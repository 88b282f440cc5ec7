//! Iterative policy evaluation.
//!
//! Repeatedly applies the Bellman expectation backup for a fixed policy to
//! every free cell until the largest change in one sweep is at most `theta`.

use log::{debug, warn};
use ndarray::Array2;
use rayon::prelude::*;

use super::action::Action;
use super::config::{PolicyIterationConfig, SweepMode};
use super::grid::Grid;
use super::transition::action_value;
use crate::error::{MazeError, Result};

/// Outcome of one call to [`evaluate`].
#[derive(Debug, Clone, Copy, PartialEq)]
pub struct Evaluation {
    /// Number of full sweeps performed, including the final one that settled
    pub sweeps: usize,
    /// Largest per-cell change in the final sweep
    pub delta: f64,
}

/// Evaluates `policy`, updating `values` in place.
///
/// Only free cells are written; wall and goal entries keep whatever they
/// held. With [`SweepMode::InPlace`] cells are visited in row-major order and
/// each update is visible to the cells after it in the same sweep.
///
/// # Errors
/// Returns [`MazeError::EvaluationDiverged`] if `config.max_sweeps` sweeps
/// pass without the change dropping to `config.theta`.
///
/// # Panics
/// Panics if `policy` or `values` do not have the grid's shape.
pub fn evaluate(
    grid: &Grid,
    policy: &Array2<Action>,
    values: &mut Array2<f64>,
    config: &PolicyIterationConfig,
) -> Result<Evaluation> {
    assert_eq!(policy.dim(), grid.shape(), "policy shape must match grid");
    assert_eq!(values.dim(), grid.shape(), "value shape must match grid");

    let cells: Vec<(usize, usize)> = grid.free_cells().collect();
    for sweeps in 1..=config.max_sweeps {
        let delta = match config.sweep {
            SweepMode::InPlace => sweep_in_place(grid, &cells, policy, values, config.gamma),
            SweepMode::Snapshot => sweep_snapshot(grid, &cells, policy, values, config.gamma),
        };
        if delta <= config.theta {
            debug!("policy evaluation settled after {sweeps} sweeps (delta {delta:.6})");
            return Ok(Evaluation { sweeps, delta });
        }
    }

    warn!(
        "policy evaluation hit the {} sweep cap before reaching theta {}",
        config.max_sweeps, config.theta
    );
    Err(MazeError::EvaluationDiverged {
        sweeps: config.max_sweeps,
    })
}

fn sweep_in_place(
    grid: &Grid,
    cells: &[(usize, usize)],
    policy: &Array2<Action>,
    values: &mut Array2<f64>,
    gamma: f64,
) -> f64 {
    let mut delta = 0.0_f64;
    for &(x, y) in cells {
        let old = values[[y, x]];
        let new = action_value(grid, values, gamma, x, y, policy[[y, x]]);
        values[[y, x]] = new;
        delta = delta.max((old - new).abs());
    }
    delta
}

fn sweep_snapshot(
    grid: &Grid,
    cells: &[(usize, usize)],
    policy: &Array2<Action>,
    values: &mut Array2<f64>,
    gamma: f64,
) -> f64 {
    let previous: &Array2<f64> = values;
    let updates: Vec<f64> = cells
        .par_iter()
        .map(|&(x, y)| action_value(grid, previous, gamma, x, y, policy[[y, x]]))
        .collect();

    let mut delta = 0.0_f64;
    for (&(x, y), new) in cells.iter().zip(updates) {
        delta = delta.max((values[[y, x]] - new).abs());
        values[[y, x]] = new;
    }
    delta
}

What the task asks -
From the entries above, print the lines beginning at the one with "use super::transition::action_value;" and stopping after the one with "one that settled", exactly as written and with nothing else.

Reply -
use super::transition::action_value;
use crate::error::{MazeError, Result};

/// Outcome of one call to [`evaluate`].
#[derive(Debug, Clone, Copy, PartialEq)]
pub struct Evaluation {
    /// Number of full sweeps performed, including the final one that settled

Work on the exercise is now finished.